‘Doesn’t make sense’ to ask men if they are pregnant before a scan, says health secretary | Politics News

Health Secretary Sajid Javid has said it “doesn’t make any sense” for male patients to be asked if they are pregnant before a scan.

It comes after a report said that patients at some NHS trusts in England, prior to having an X-ray or MRI scan, were being asked if they were expecting a baby regardless of gender identity.

This was to ensure it was safe to proceed, given the harm that radiation can pose to unborn children, according to the newspaper report.

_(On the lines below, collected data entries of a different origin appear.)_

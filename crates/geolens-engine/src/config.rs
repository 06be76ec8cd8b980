use std::env;

pub const DEFAULT_API_BASE: &str = "https://generativelanguage.googleapis.com/v1beta";
pub use geolens_contracts::language::DEFAULT_LANGUAGE;

pub const API_KEY_ENV_VARS: &[&str] = &["GEMINI_API_KEY", "GOOGLE_API_KEY", "API_KEY"];

/// Process-level settings, read from the environment and overridable by flags.
#[derive(Debug, Clone, PartialEq)]
pub struct EngineConfig {
    pub transport: String,
    pub api_base: String,
    pub language: String,
    pub structured_model: Option<String>,
    pub grounded_model: Option<String>,
    pub chat_model: Option<String>,
    pub request_timeout_s: f64,
    pub transport_retries: usize,
    pub retry_backoff_s: f64,
    pub max_image_dim: Option<u32>,
}

impl Default for EngineConfig {
    fn default() -> Self {
        Self {
            transport: "gemini".to_string(),
            api_base: DEFAULT_API_BASE.to_string(),
            language: DEFAULT_LANGUAGE.to_string(),
            structured_model: None,
            grounded_model: None,
            chat_model: None,
            request_timeout_s: 90.0,
            transport_retries: 0,
            retry_backoff_s: 1.2,
            max_image_dim: None,
        }
    }
}

impl EngineConfig {
    pub fn from_env() -> Self {
        let defaults = Self::default();
        Self {
            transport: defaults.transport,
            api_base: non_empty_env("GEMINI_API_BASE")
                .map(|value| value.trim_end_matches('/').to_string())
                .filter(|value| !value.is_empty())
                .unwrap_or(defaults.api_base),
            language: non_empty_env("GEOLENS_LANGUAGE").unwrap_or(defaults.language),
            structured_model: non_empty_env("GEOLENS_STRUCTURED_MODEL"),
            grounded_model: non_empty_env("GEOLENS_GROUNDED_MODEL"),
            chat_model: non_empty_env("GEOLENS_CHAT_MODEL"),
            request_timeout_s: env_f64_clamped(
                "GEOLENS_REQUEST_TIMEOUT",
                defaults.request_timeout_s,
                15.0,
                300.0,
            ),
            transport_retries: env_f64_clamped(
                "GEOLENS_TRANSPORT_RETRIES",
                defaults.transport_retries as f64,
                0.0,
                4.0,
            )
            .round() as usize,
            retry_backoff_s: env_f64_clamped(
                "GEOLENS_RETRY_BACKOFF",
                defaults.retry_backoff_s,
                0.1,
                10.0,
            ),
            max_image_dim: non_empty_env("GEOLENS_MAX_IMAGE_DIM")
                .and_then(|value| value.parse::<u32>().ok())
                .filter(|value| *value > 0)
                .map(|value| value.max(128)),
        }
    }
}

pub fn non_empty_env(key: &str) -> Option<String> {
    env::var(key)
        .ok()
        .map(|value| value.trim().to_string())
        .filter(|value| !value.is_empty())
}

pub fn first_non_empty_env(keys: &[&str]) -> Option<String> {
    keys.iter().find_map(|key| non_empty_env(key))
}

fn env_f64_clamped(key: &str, default: f64, min: f64, max: f64) -> f64 {
    parse_f64_clamped(non_empty_env(key).as_deref(), default, min, max)
}

pub(crate) fn parse_f64_clamped(raw: Option<&str>, default: f64, min: f64, max: f64) -> f64 {
    let Some(parsed) = raw.and_then(|value| value.trim().parse::<f64>().ok()) else {
        return default;
    };
    if !parsed.is_finite() {
        return default;
    }
    parsed.clamp(min, max)
}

Mr Javid said: “On a personal level I can’t think of why you would ask anyone that’s a biological male if they are pregnant or have been pregnant.

Sajid Javid said: ‘If there is some kind of clinical reason for an NHS hospital to do that then that’s a decision for them’

“If there is some kind of clinical reason for an NHS hospital to do that then that’s a decision for them.”

Labour’s shadow chancellor Rachel Reeves, who was asked to comment on the question of whether everyone should be asked if they are pregnant, earlier told Sky News: “I don’t think that most men are asked that question… That sounds a little bit odd to me.”

Politicians have come under scrutiny over their attitudes to gender identity issues over recent days with Labour’s front bench particularly in the spotlight.

Meanwhile, Tory MP Jamie Wallis has won praise for his bravery across the political spectrum after this week coming out as trans – hours after attending a dinner at which prime minister Boris Johnson reportedly joked about trans issues.

Ms Reeves said “biological characteristics” were what defined most women but also would not want to exclude people who are born a different gender and go through a gender recognition process from living “the live they choose”.

She added that it was also important to ensure that there are “single sex spaces in prisons, in refuges and in sport, which is obviously an issue of topical debate at the moment”.


Jamie Wallis came out as trans this week. Pic: UK Parliament

Ms Reeves added: “It is something that we are all having to grapple with – these weren’t things that were being debated even when I became an MP 12 years ago.”

Labour leader Sir Keir Starmer took a similar line in an interview at the launch of the party’s election campaign in Bury.

He said that “for the vast majority of women, what matters is biology” but added that, regarding those who are born into a gender they do not identify with: “I don’t want to stand in the way of supporting and respecting those who find themselves in that position.”

In a statement earlier this week on scans, the Department of Health and Social Care told the Telegraph: “Patient safety is paramount, especially when there is a risk that foetuses may be exposed to damaging radiation.

“Therefore, it’s important that all biological females of child-bearing age are screened for potential pregnancy to avoid this risk.”

Sky News has asked the department whether the statement remains current in the light of Mr Javid’s comments.